BEGIN The data
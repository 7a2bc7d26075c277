//! Count-by summaries, chart panels and summary statistics over a view.

mod chart;
mod count;
mod stats;

pub use chart::{ChartData, ChartKind, ChartPanel, ChartPoint};
pub use count::{Bucket, DEFAULT_TOP_N, DEFAULT_YEAR_FLOOR, Limit, count_by, excluded_count, top_n, year_series};
pub use stats::SummaryStats;
use anyhow::{Result, ensure};
use txintersect::{Attribute, Limit};

use super::{load_query, print_json};

pub fn run(cli: &crate::cli::Cli, args: &crate::cli::CountArgs) -> Result<()> {
    ensure!(!args.series || args.by == Attribute::YearCompleted, "--series requires --by yearCompleted");
    let dashboard = load_query(cli, &args.query)?;

    let buckets = match (args.series, args.top) {
        (true, _) => dashboard.year_series(),
        (false, Some(n)) => dashboard.top_n(args.by, Limit::Top(n)),
        (false, None) => dashboard.count_by(args.by),
    };

    if args.query.json {
        return print_json(&buckets);
    }
    for bucket in &buckets {
        println!("{:<32}{}", bucket.label, bucket.count);
    }
    Ok(())
}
END The data
Each entry above is to be repeated exactly as it appears.

Worked solution:
repository 7a2bc7d26075c277
//! Count-by summaries, chart panels and summary statistics over a view.

mod chart;
mod count;
mod stats;

pub use chart::{ChartData, ChartKind, ChartPanel, ChartPoint};
pub use count::{Bucket, DEFAULT_TOP_N, DEFAULT_YEAR_FLOOR, Limit, count_by, excluded_count, top_n, year_series};
pub use stats::SummaryStats;
use anyhow::{Result, ensure};
use txintersect::{Attribute, Limit};

use super::{load_query, print_json};

pub fn run(cli: &crate::cli::Cli, args: &crate::cli::CountArgs) -> Result<()> {
    ensure!(!args.series || args.by == Attribute::YearCompleted, "--series requires --by yearCompleted");
    let dashboard = load_query(cli, &args.query)?;

    let buckets = match (args.series, args.top) {
        (true, _) => dashboard.year_series(),
        (false, Some(n)) => dashboard.top_n(args.by, Limit::Top(n)),
        (false, None) => dashboard.count_by(args.by),
    };

    if args.query.json {
        return print_json(&buckets);
    }
    for bucket in &buckets {
        println!("{:<32}{}", bucket.label, bucket.count);
    }
    Ok(())
}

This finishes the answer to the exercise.